Effective Balance Sheet Optimisation Delivers Value
FMN, however, returned to the path of profit growth in the period, as PBT grew by 9% to N12.29bn in 9M’20 from N11.28bn in 9M’19. The higher profit recorded during the period was owing to lower finance costs incurred during the period. Finance cost declined by 21% year-on-year, saving the Group as much as N3.00bn. The lower finance cost reported was a manifestation of the deleveraging efforts by the management of the Group. Specifically, total borrowings declined by 21% to N112.56bn in 9M’20 from N141.86bn in 9M’19. In addition, the portion of short-term debt to total borrowings reduced significantly from 51% in 9M’19 to 37% in 9M’20.

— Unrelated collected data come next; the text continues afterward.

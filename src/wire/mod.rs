// SPDX-License-Identifier: Apache-2.0 OR MIT
// Copyright (c) 2025-2026 naskel.com

//! Wire codec: the 12-byte PDU header, frame body layout, and the optional
//! digest/compression layers negotiated per nexus (spec §6).
//!
//! Manual big-endian byte-offset encode/decode, grounded on
//! [`rpc::types`]'s `Cdr2Encode`/`Cdr2Decode` style (fixed `_SIZE` consts,
//! `BufferTooSmall`/`UnexpectedEof` error variants) rather than a derive
//! macro — the wire format here is small and fixed enough that a macro
//! would add indirection without saving meaningful code.

pub mod compress;
pub mod digest;
pub mod frame;
pub mod header;
pub mod options;

pub use compress::Compression;
pub use digest::Digest;
pub use frame::{Frame, FrameKind};
pub use header::{Header, PduType};

use std::fmt;

/// Errors from encoding or decoding a wire structure.
#[derive(Debug, Clone, PartialEq, Eq)]
pub enum WireError {
    BufferTooSmall,
    UnexpectedEof,
    BadMagic,
    UnknownFrameKind(u8),
    UnknownDigest(u8),
    UnknownCompression(u8),
    LengthOverflow,
}

impl fmt::Display for WireError {
    fn fmt(&self, f: &mut fmt::Formatter<'_>) -> fmt::Result {
        match self {
            Self::BufferTooSmall => f.write_str("buffer too small to encode"),
            Self::UnexpectedEof => f.write_str("unexpected end of buffer while decoding"),
            Self::BadMagic => f.write_str("PDU does not start with the DSP magic bytes"),
            Self::UnknownFrameKind(b) => write!(f, "unknown frame kind tag {b}"),
            Self::UnknownDigest(b) => write!(f, "unknown digest option {b}"),
            Self::UnknownCompression(b) => write!(f, "unknown compression option {b}"),
            Self::LengthOverflow => f.write_str("PDU length exceeds the 24-bit wire field"),
        }
    }
}

impl std::error::Error for WireError {}
// SPDX-License-Identifier: Apache-2.0 OR MIT
// Copyright (c) 2025-2026 naskel.com

//! Global logger instance and initialization.
//!
//! Provides a thread-safe singleton logger with support for multiple outputs.
//! Uses lazy initialization to avoid startup overhead.

use super::output::{LogLevel, Output};
use std::io;
use std::sync::{Arc, Mutex, OnceLock};

static LOGGER: OnceLock<Arc<Mutex<GlobalLogger>>> = OnceLock::new();

/// Global logger state.
///
/// Manages the active output destination and log level filtering.
/// All operations are thread-safe via internal mutex.
pub struct GlobalLogger {
    output: Option<Arc<dyn Output>>,
    level_filter: LogLevel,
}

impl GlobalLogger {
    /// Create a new logger without any output (disabled state).
    fn new() -> Self {
        Self {
            output: None,
            level_filter: LogLevel::Info,
        }
    }

    /// Set the output destination.
    ///
    /// # Parameters
    /// - `output`: The output implementation (e.g., ConsoleOutput, FileOutput)
    fn set_output(&mut self, output: Arc<dyn Output>) {
        self.output = Some(output);
    }

    /// Set the global log level filter.
    ///
    /// Messages below this level will be ignored.
    fn set_level_filter(&mut self, level: LogLevel) {
        self.level_filter = level;
    }

    /// Write a log message if logging is enabled and level matches.
    ///
    /// # Parameters
    /// - `level`: The message's log level
    /// - `message`: The formatted message
    fn log(&self, level: LogLevel, message: &str) -> io::Result<()> {
        // Check level filter first (cheap operation)
        if level < self.level_filter {
            return Ok(());
        }

        // Write only if output is configured
        if let Some(ref output) = self.output {
            output.write(level, message)?;
        }

        Ok(())
    }

    /// Flush any buffered output.
    fn flush(&self) -> io::Result<()> {
        if let Some(ref output) = self.output {
            output.flush()?;
        }
        Ok(())
    }
}

/// Initialize the global logger with the given output.
///
/// This function can only be called once. Subsequent calls are ignored.
/// Call this early in your application startup, before any logging macros.
///
/// # Parameters
/// - `output`: The output destination
/// - `level`: Minimum log level
///
/// # Example
/// ```ignore
/// use dsp_session::logging::{init_logger, ConsoleOutput, LogLevel};
/// let output = ConsoleOutput::new(LogLevel::Debug);
/// init_logger(Arc::new(output), LogLevel::Debug);
/// ```
pub fn init_logger(output: Arc<dyn Output>, level: LogLevel) {
    let _ = LOGGER.get_or_init(|| {
        let mut logger = GlobalLogger::new();
        logger.set_output(output);
        logger.set_level_filter(level);
        Arc::new(Mutex::new(logger))
    });
}

/// Get the global logger instance.
///
/// Returns None if logger not yet initialized.
/// Panics only if the mutex is poisoned (critical system failure).
#[inline]
fn get_logger() -> Option<Arc<Mutex<GlobalLogger>>> {
    LOGGER.get().cloned()
}

/// Internal: Execute a log operation with the global logger.
///
/// If logger is not initialized, this is a no-op (returns Ok).
/// This function is called by the logging macros.
///
/// # Parameters
/// - `level`: The log level
/// - `message`: The formatted message
#[inline]
pub(crate) fn log_message(level: LogLevel, message: &str) -> io::Result<()> {
    match get_logger() {
        Some(logger) => {
            let guard = logger
                .lock()
                .map_err(|_| io::Error::other("global logger mutex poisoned"))?;
            guard.log(level, message)
        }
        None => Ok(()), // Not initialized yet, silent no-op
    }
}

/// Trace a function entry point.
///
/// Used by `trace_fn!()` macro for call stack instrumentation.
/// Logs with timestamp for call stack debugging.
///
/// # Parameters
/// - `fn_name`: The function name (usually `module::function_name`)
#[inline]
pub(crate) fn trace_entry(fn_name: &str) -> io::Result<()> {
    let msg = format!("[ENTER:FNC] {}", fn_name);
    log_message(LogLevel::Debug, &msg)
}

/// Flush the global logger's output.
///
/// Safe to call even if logger not initialized.
pub fn flush_logger() -> io::Result<()> {
    match get_logger() {
        Some(logger) => {
            let guard = logger
                .lock()
                .map_err(|_| io::Error::other("global logger mutex poisoned"))?;
            guard.flush()
        }
        None => Ok(()), // Not initialized, no-op
    }
}

#[cfg(test)]
mod tests {
    use super::*;
    use crate::logging::output::ConsoleOutput;

    #[test]
    fn test_logger_creation() {
        let output = Arc::new(ConsoleOutput::new(LogLevel::Debug));
        init_logger(output, LogLevel::Debug);
        // If we get here without panic, initialization worked
    }

    #[test]
    fn test_log_message_no_panic() {
        // Should not panic even if logger not initialized
        let result = log_message(LogLevel::Info, "test message");
        // Ok(()) for uninitialized, Ok(()) for successful write
        assert!(result.is_ok());
    }

    #[test]
    fn test_flush_logger_no_panic() {
        // Should not panic even if logger not initialized
        let result = flush_logger();
        assert!(result.is_ok());
    }

    #[test]
    fn test_level_filtering() {
        let output = Arc::new(ConsoleOutput::new(LogLevel::Warning));
        init_logger(output.clone(), LogLevel::Warning);

        // These should all return Ok without crashing
        let _ = log_message(LogLevel::Debug, "debug");
        let _ = log_message(LogLevel::Info, "info");
        let _ = log_message(LogLevel::Warning, "warning");
        let _ = log_message(LogLevel::Error, "error");
    }
}
// SPDX-License-Identifier: Apache-2.0 OR MIT
// Copyright (c) 2025-2026 naskel.com

//! Session FSM (spec §4.10): `Free -> Active -> LoggedIn -> (Failed <->
//! InContinue) -> Zombie`, grounded on [`transport::tcp::connection::
//! ConnectionState`]'s enum-with-predicates-and-panicking-transitions style.

use std::fmt;
use std::time::Duration;

use tokio::sync::oneshot;
use tokio::task::JoinHandle;

#[derive(Debug, Clone, Copy, PartialEq, Eq, Default)]
pub enum SessionState {
    #[default]
    Free,
    Active,
    LoggedIn,
    Failed,
    InContinue,
    Zombie,
}

impl SessionState {
    #[must_use]
    pub fn is_terminal(self) -> bool {
        matches!(self, Self::Zombie)
    }

    #[must_use]
    pub fn is_operational(self) -> bool {
        matches!(self, Self::LoggedIn)
    }

    /// N1: leading login in progress.
    pub fn on_login_begin(&mut self) {
        match self {
            Self::Free => *self = Self::Active,
            other => panic!("illegal session transition: on_login_begin from {other:?}"),
        }
    }

    /// N2: leading login succeeded.
    pub fn on_login_succeeded(&mut self) {
        match self {
            Self::Active => *self = Self::LoggedIn,
            other => panic!("illegal session transition: on_login_succeeded from {other:?}"),
        }
    }

    /// N9: leading login failed.
    pub fn on_leading_login_failed(&mut self) {
        match self {
            Self::Active => *self = Self::Zombie,
            other => panic!(
                "illegal session transition: on_leading_login_failed from {other:?}"
            ),
        }
    }

    /// N3: graceful close, from any non-terminal state.
    pub fn on_graceful_close(&mut self) {
        match self {
            Self::Zombie => panic!("illegal session transition: on_graceful_close from Zombie"),
            _ => *self = Self::Zombie,
        }
    }

    /// N5: last operational transport lost.
    pub fn on_last_transport_lost(&mut self) {
        match self {
            Self::LoggedIn => *self = Self::Failed,
            other => panic!(
                "illegal session transition: on_last_transport_lost from {other:?}"
            ),
        }
    }

    /// N7: a continuation (re-login on a Failed session) begins.
    pub fn on_continuation_begin(&mut self) {
        match self {
            Self::Failed => *self = Self::InContinue,
            other => panic!(
                "illegal session transition: on_continuation_begin from {other:?}"
            ),
        }
    }

    /// N8: continuation attempt failed; session remains Failed (still
    /// within its keepalive window) rather than moving to Zombie directly.
    pub fn on_continuation_failed(&mut self) {
        match self {
            Self::InContinue => *self = Self::Failed,
            other => panic!(
                "illegal session transition: on_continuation_failed from {other:?}"
            ),
        }
    }

    /// N10: continuation succeeded, session is fully restored.
    pub fn on_continuation_succeeded(&mut self) {
        match self {
            Self::InContinue => *self = Self::LoggedIn,
            other => panic!(
                "illegal session transition: on_continuation_succeeded from {other:?}"
            ),
        }
    }

    /// N6/N11: reset via keepalive timeout or reinstatement by a new
    /// leading login for the same client terminus.
    pub fn on_reset(&mut self) {
        match self {
            Self::Zombie => panic!("illegal session transition: on_reset from Zombie"),
            _ => *self = Self::Zombie,
        }
    }
}

impl fmt::Display for SessionState {
    fn fmt(&self, f: &mut fmt::Formatter<'_>) -> fmt::Result {
        let s = match self {
            Self::Free => "FREE",
            Self::Active => "ACTIVE",
            Self::LoggedIn => "LOGGED_IN",
            Self::Failed => "FAILED",
            Self::InContinue => "IN_CONTINUE",
            Self::Zombie => "ZOMBIE",
        };
        f.write_str(s)
    }
}

/// Schedules a forced transition to Zombie `MIN_KEEPALIVE_TIME` after a
/// session enters Failed; cancelled if the session leaves Failed first.
///
/// Grounded on [`reliability::reader::NackScheduler`]'s pattern of owning a
/// cancellable `tokio` timer task per tracked entity.
pub struct KeepaliveTimer {
    handle: Option<JoinHandle<()>>,
    cancel: Option<oneshot::Sender<()>>,
}

impl KeepaliveTimer {
    /// Arm a timer of `duration`; `on_expire` runs on a spawned task if the
    /// timer is not cancelled first. Requires a `tokio` runtime context.
    pub fn arm<F>(duration: Duration, on_expire: F) -> Self
    where
        F: FnOnce() + Send + 'static,
    {
        let (tx, rx) = oneshot::channel();
        let handle = tokio::spawn(async move {
            tokio::select! {
                _ = tokio::time::sleep(duration) => on_expire(),
                _ = rx => {}
            }
        });
        Self {
            handle: Some(handle),
            cancel: Some(tx),
        }
    }

    /// Cancel the timer; a no-op if it already fired.
    pub fn cancel(mut self) {
        if let Some(tx) = self.cancel.take() {
            let _ = tx.send(());
        }
        if let Some(handle) = self.handle.take() {
            handle.abort();
        }
    }
}

#[cfg(test)]
mod tests {
    use super::*;

    #[test]
    fn happy_path_login_to_logged_in() {
        let mut s = SessionState::default();
        assert_eq!(s, SessionState::Free);
        s.on_login_begin();
        assert_eq!(s, SessionState::Active);
        s.on_login_succeeded();
        assert_eq!(s, SessionState::LoggedIn);
        assert!(s.is_operational());
    }

    #[test]
    fn failed_and_continuation_cycle() {
        let mut s = SessionState::LoggedIn;
        s.on_last_transport_lost();
        assert_eq!(s, SessionState::Failed);
        s.on_continuation_begin();
        assert_eq!(s, SessionState::InContinue);
        s.on_continuation_succeeded();
        assert_eq!(s, SessionState::LoggedIn);
    }

    #[test]
    fn continuation_failure_returns_to_failed_not_zombie() {
        let mut s = SessionState::Failed;
        s.on_continuation_begin();
        s.on_continuation_failed();
        assert_eq!(s, SessionState::Failed);
    }

    #[test]
    fn reset_from_any_nonterminal_state_reaches_zombie() {
        for mut s in [
            SessionState::Free,
            SessionState::Active,
            SessionState::LoggedIn,
            SessionState::Failed,
            SessionState::InContinue,
        ] {
            s.on_reset();
            assert_eq!(s, SessionState::Zombie);
        }
    }

    #[test]
    #[should_panic(expected = "illegal session transition")]
    fn reset_from_zombie_panics() {
        let mut s = SessionState::Zombie;
        s.on_reset();
    }

    #[test]
    #[should_panic(expected = "illegal session transition")]
    fn login_succeeded_without_begin_panics() {
        let mut s = SessionState::Free;
        s.on_login_succeeded();
    }

    #[tokio::test]
    async fn keepalive_timer_fires_when_not_cancelled() {
        let (tx, rx) = oneshot::channel();
        let _timer = KeepaliveTimer::arm(Duration::from_millis(5), move || {
            let _ = tx.send(());
        });
        tokio::time::timeout(Duration::from_millis(200), rx)
            .await
            .expect("timer should have fired")
            .unwrap();
    }

    #[tokio::test]
    async fn keepalive_timer_cancel_prevents_expiry_callback() {
        let (tx, mut rx) = oneshot::channel::<()>();
        let timer = KeepaliveTimer::arm(Duration::from_millis(50), move || {
            let _ = tx.send(());
        });
        timer.cancel();
        let result = tokio::time::timeout(Duration::from_millis(100), &mut rx).await;
        assert!(result.is_err() || result.unwrap().is_err());
    }
}
// SPDX-License-Identifier: Apache-2.0 OR MIT
// Copyright (c) 2025-2026 naskel.com

//! Nexus composition (spec §4.11): each side owns a fore (issuing) and back
//! (receiving) channel sharing one transport set; every frame stamps its
//! origin channel's CommandSN and the opposite channel's ExpectedCommandSN
//! as an acknowledgment piggyback.

use std::sync::atomic::{AtomicU32, Ordering};

use crate::serial::{SerialNumber, SerialNumberGenerator};
use crate::wire::options::{negotiate_and, negotiate_list, negotiate_min, negotiate_or, OptionValue, Options};

#[derive(Debug, Clone, Copy, PartialEq, Eq)]
pub enum ChannelSide {
    Fore,
    Back,
}

impl ChannelSide {
    #[must_use]
    pub fn opposite(self) -> Self {
        match self {
            Self::Fore => Self::Back,
            Self::Back => Self::Fore,
        }
    }
}

/// What to stamp on an outgoing frame: the origin channel's own CommandSN,
/// plus the opposite channel's ExpectedCommandSN as an ack piggyback.
#[derive(Debug, Clone, Copy, PartialEq, Eq)]
pub struct FrameStamp {
    pub command_sn: SerialNumber,
    pub expected_command_sn: SerialNumber,
}

/// Per-channel counters: this channel's own outgoing CommandSN sequence,
/// and the ExpectedCommandSN this side expects next on *this* channel
/// (advanced as frames on it are received, read by the opposite channel's
/// outgoing stamp as the ack piggyback).
#[derive(Debug, Default)]
struct ChannelCounters {
    outgoing: SerialNumberGenerator,
    expected: AtomicU32,
}

impl ChannelCounters {
    fn next_outgoing(&self) -> SerialNumber {
        SerialNumber::new(self.outgoing.next())
    }

    fn expected(&self) -> SerialNumber {
        SerialNumber::new(self.expected.load(Ordering::Acquire))
    }

    fn advance_expected(&self, sn: SerialNumber) {
        self.expected.store(sn.get(), Ordering::Release);
    }
}

/// Ties together the fore and back channel counters for one side of a
/// nexus. Sibling-channel refresh (spec §4.11) happens via
/// [`Nexus::on_frame_received`] updating the receiving channel's expected
/// value, consulted by the opposite channel's next `stamp`.
#[derive(Debug, Default)]
pub struct Nexus {
    fore: ChannelCounters,
    back: ChannelCounters,
}

impl Nexus {
    #[must_use]
    pub fn new() -> Self {
        Self::default()
    }

    fn counters(&self, side: ChannelSide) -> &ChannelCounters {
        match side {
            ChannelSide::Fore => &self.fore,
            ChannelSide::Back => &self.back,
        }
    }

    /// Compute the stamp for the next frame to send on `side`.
    pub fn stamp(&self, side: ChannelSide) -> FrameStamp {
        FrameStamp {
            command_sn: self.counters(side).next_outgoing(),
            expected_command_sn: self.counters(side.opposite()).expected(),
        }
    }

    /// Record that a frame carrying `command_sn` arrived on `side`,
    /// refreshing that channel's ExpectedCommandSN for the next stamp on
    /// its sibling.
    pub fn on_frame_received(&self, side: ChannelSide, command_sn: SerialNumber) {
        self.counters(side).advance_expected(command_sn.succ());
    }
}

#[derive(Debug, Clone, Copy, PartialEq, Eq)]
enum OptionRule {
    Min,
    And,
    Or,
    List,
}

/// Options whose negotiation rule is fixed by the protocol (spec §6/§4.11).
/// Any name not in this table, or tagged `.local`/`.client`/`.server`, is
/// carried through unnegotiated at its local value.
const NEGOTIATED_OPTIONS: &[(&str, OptionRule)] = &[
    ("foreQueueDepth", OptionRule::Min),
    ("backQueueDepth", OptionRule::Min),
    ("foreMaxRequestSize", OptionRule::Min),
    ("foreMaxResponseSize", OptionRule::Min),
    ("backMaxRequestSize", OptionRule::Min),
    ("backMaxResponseSize", OptionRule::Min),
    ("maxTransports", OptionRule::Min),
    ("minKeepaliveTime", OptionRule::Min),
    ("logoutTimeout", OptionRule::Min),
    ("bandwidthLimit", OptionRule::Min),
    ("orderedExecution", OptionRule::And),
    ("syncDispatch", OptionRule::And),
    ("digestData", OptionRule::Or),
    ("headerDigest", OptionRule::List),
    ("frameDigest", OptionRule::List),
    ("payloadDigest", OptionRule::List),
    ("payloadCompression", OptionRule::List),
];

/// Apply the Negotiate-phase rules (spec §4.11) to combine `local`'s
/// proposal with the peer's `remote` proposal into the resulting
/// nexus-scoped options.
#[must_use]
pub fn negotiate(local: &Options, remote: &Options) -> Options {
    let mut result = Options::new();
    for (name, value) in local.iter() {
        if crate::wire::options::is_scoped(name) {
            result.set(name, value.clone());
            continue;
        }
        let Some((_, rule)) = NEGOTIATED_OPTIONS.iter().find(|(n, _)| *n == name) else {
            result.set(name, value.clone());
            continue;
        };
        let Some(peer_value) = remote.get(name) else {
            result.set(name, value.clone());
            continue;
        };
        let negotiated = match rule {
            OptionRule::Min => {
                let a = value.as_int().unwrap_or(i64::MAX);
                let b = peer_value.as_int().unwrap_or(i64::MAX);
                OptionValue::Int(negotiate_min(a, b))
            }
            OptionRule::And => {
                OptionValue::Bool(negotiate_and(
                    value.as_bool().unwrap_or(false),
                    peer_value.as_bool().unwrap_or(false),
                ))
            }
            OptionRule::Or => OptionValue::Bool(negotiate_or(
                value.as_bool().unwrap_or(false),
                peer_value.as_bool().unwrap_or(false),
            )),
            OptionRule::List => {
                let local_list = value.as_list();
                let remote_list = peer_value.as_list();
                let chosen = negotiate_list(&local_list, &remote_list);
                OptionValue::List(chosen.into_iter().map(str::to_string).collect())
            }
        };
        result.set(name, negotiated);
    }
    result
}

Profit after tax grew by 3% year-on-year. The slow growth in PAT (relative to the higher growth in PBT) was due to a higher effective tax rate during the period. According to the management, prudent steps were taken in estimating the tax bill due to uncertainties regarding the recently implemented Finance Bill. An effective tax rate of 34% was reported in 9M’20 (9M’19: 30%).
Summary of Income Statement
In our Q3’20 forecast, we underestimated the positive impact of the border closure on the revenues of the Group due to our thought that increased competition in the industry, weak consumer demand, and an overall challenging business environment would limit the upsides associated with the border closure. However, it appeared that the Group, in the absence of cheaper smuggled products, was able to establish its leadership status in the market.
Outlook
We note the solid performance of the Group in Q3’19. We also note that the solid performance resulted from the border closure policy by the Federal Government. In the near term and till the end of the Group’s financial year, we expect the Group to continue benefitting from the favourable government policies. However, in the medium to long- term, we believe that the border closure is not sustainable and that earnings growth might be under pressure again.
Generally, we revise our EPS estimate upwards to N2.50 (previous: N2.02). Our basis for an upward revision includes expected revenue growth across major business segments, operating efficiency (as the Group embarks on rightsizing), and lower finance costs. Using a market-based valuation, we have a higher fair value estimate of N22.88 (previous: N18.48). Since the beginning of the Group’s financial year, our fair value estimates have oscillated between N18.48 to N24.66. We expect the Group to pay a dividend of N1.20 for the FY’20 financial year.
Between our last earnings report (November 13, 2019) and this report (February 5, 2020), the Group’s share price had rallied from N15.20 to N22.00. We believe that the stock is currently trading at its fair value. Hence, we recommend a HOLD.